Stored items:
>>

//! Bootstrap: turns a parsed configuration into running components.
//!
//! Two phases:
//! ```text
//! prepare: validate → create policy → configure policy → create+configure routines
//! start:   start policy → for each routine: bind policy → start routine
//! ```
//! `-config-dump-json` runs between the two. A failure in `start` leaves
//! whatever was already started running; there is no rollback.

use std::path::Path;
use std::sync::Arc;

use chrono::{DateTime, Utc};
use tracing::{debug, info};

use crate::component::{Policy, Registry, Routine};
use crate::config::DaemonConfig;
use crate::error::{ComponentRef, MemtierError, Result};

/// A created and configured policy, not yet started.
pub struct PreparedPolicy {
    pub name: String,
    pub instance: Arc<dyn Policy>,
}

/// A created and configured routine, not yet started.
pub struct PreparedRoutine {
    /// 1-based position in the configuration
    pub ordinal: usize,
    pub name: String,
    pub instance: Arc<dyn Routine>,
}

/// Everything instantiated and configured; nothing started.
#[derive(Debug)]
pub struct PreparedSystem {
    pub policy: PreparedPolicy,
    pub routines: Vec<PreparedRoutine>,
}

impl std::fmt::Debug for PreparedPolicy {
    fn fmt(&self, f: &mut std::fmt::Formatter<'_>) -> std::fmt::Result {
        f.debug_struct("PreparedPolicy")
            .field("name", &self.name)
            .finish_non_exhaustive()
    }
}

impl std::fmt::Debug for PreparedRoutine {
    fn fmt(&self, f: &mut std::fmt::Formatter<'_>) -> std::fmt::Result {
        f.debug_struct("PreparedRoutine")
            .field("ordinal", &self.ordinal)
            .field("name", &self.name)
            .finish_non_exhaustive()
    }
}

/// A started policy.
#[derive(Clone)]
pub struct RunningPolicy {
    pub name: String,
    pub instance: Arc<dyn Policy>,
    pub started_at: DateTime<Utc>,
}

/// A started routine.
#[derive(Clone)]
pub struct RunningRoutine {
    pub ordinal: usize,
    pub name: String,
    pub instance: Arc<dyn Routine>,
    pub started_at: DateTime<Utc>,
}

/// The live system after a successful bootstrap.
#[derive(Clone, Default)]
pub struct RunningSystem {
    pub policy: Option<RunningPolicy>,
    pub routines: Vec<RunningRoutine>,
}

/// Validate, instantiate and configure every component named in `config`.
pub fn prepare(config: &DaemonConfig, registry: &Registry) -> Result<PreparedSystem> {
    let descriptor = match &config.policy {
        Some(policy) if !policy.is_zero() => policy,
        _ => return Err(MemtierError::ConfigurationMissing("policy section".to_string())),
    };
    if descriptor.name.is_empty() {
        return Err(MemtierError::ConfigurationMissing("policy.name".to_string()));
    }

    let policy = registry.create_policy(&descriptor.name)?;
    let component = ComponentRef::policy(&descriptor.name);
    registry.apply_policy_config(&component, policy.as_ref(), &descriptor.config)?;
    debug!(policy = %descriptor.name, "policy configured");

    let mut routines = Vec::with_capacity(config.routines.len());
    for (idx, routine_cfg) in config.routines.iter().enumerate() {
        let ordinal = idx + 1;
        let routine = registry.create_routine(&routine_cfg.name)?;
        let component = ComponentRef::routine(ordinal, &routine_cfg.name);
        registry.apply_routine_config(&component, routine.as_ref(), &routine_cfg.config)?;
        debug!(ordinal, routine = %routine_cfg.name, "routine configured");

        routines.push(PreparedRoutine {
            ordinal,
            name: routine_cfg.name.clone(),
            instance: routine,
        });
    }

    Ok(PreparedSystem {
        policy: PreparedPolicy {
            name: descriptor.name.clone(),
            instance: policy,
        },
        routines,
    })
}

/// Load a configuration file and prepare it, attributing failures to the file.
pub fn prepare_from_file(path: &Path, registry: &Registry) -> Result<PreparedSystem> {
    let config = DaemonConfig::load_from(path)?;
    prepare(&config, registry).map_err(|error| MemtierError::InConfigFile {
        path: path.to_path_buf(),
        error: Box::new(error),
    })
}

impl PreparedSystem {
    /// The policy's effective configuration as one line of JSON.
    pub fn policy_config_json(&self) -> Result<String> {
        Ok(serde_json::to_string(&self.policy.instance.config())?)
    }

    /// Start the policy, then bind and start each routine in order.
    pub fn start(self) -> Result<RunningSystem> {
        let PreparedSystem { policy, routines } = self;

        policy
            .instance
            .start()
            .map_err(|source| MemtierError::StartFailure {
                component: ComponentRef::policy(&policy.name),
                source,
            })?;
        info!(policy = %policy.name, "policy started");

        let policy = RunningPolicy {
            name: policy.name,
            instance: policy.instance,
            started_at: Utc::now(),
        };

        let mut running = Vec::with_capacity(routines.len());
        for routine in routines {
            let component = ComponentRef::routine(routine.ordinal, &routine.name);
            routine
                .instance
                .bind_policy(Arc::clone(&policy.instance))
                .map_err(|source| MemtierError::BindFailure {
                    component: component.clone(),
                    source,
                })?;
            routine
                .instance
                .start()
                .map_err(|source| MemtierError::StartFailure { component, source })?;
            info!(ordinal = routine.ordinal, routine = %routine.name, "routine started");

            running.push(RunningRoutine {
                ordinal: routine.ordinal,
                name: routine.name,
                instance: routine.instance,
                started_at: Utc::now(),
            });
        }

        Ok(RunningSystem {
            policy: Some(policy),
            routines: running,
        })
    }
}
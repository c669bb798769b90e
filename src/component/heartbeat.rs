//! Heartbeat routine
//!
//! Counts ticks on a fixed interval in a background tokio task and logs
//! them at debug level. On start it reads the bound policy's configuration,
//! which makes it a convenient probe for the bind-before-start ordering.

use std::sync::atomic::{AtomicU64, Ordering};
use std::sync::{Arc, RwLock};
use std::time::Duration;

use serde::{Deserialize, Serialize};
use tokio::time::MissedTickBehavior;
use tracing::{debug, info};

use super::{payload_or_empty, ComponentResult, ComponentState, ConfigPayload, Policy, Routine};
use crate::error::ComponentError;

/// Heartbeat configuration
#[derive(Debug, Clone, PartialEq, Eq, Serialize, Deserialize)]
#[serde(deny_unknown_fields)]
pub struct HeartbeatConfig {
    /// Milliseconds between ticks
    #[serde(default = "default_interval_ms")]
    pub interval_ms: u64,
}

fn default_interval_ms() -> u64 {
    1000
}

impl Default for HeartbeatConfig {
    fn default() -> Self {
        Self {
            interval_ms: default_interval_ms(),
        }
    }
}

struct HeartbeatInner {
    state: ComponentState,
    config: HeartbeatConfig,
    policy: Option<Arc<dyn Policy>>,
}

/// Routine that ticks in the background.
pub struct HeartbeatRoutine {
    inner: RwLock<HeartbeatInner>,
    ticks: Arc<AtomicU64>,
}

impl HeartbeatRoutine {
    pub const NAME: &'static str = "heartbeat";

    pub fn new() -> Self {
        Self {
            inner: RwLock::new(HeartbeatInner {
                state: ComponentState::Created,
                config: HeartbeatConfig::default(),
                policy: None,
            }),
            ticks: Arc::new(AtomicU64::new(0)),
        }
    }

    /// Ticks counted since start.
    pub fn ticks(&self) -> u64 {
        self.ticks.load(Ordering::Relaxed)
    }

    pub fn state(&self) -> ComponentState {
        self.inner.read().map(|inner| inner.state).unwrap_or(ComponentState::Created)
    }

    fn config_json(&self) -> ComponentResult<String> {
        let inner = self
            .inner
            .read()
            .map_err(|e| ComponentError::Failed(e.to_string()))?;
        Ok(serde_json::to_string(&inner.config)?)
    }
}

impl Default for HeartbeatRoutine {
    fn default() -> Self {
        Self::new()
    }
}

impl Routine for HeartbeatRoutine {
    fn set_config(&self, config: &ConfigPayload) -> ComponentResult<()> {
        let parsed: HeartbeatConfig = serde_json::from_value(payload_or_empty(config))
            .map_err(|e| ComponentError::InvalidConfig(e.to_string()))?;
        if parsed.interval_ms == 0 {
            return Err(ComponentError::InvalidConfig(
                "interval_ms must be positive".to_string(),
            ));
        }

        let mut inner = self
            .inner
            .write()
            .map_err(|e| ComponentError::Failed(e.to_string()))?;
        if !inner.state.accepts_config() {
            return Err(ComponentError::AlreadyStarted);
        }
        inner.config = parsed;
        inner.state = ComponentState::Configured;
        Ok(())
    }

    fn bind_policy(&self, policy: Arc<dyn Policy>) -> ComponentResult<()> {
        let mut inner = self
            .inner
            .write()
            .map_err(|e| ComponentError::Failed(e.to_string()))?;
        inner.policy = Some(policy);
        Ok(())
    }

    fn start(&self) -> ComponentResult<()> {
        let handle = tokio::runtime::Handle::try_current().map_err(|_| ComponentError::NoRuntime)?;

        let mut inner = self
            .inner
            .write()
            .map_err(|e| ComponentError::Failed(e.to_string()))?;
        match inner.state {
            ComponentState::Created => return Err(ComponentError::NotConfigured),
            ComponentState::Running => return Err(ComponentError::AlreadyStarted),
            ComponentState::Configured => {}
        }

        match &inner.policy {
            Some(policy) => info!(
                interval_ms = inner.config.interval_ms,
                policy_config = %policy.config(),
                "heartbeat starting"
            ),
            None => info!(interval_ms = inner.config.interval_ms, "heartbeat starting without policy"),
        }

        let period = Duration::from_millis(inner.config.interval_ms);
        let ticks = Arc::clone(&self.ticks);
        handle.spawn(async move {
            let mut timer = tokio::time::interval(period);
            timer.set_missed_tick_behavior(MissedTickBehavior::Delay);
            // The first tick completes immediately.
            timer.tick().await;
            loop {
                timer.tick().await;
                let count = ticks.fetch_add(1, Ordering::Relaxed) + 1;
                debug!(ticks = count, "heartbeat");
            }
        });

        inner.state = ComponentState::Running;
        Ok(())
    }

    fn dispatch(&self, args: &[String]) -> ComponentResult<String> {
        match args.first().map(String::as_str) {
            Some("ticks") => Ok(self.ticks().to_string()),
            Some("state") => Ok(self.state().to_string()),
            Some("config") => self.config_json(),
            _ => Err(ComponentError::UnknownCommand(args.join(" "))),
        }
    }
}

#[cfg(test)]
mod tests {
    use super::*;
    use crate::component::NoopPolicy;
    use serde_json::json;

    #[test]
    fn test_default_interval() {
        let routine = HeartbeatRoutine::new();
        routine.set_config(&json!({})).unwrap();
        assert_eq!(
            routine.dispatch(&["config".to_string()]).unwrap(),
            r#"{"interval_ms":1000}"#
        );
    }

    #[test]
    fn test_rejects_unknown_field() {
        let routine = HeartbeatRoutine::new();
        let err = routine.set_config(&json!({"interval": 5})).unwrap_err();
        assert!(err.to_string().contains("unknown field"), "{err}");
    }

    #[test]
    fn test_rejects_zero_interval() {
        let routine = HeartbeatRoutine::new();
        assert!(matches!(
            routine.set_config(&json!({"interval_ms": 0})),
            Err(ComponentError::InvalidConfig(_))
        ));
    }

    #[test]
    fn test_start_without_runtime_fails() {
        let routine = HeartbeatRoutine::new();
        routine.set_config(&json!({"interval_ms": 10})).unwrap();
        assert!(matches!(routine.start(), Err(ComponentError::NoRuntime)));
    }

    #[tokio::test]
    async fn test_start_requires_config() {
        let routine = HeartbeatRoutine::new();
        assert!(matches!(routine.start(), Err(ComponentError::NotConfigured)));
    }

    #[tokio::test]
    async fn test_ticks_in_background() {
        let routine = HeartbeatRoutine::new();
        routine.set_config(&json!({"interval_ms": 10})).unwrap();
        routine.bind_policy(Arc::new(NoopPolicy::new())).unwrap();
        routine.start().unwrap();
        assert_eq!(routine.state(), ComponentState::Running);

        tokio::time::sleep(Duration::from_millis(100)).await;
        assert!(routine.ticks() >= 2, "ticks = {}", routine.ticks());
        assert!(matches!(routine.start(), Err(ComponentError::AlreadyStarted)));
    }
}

<<

* Exercise *
The word is "crate". Copy every line above where it appears.

* Answer to this task *
use crate::component::{Policy, Registry, Routine};
use crate::config::DaemonConfig;
use crate::error::{ComponentRef, MemtierError, Result};
use crate::error::ComponentError;
    use crate::component::NoopPolicy;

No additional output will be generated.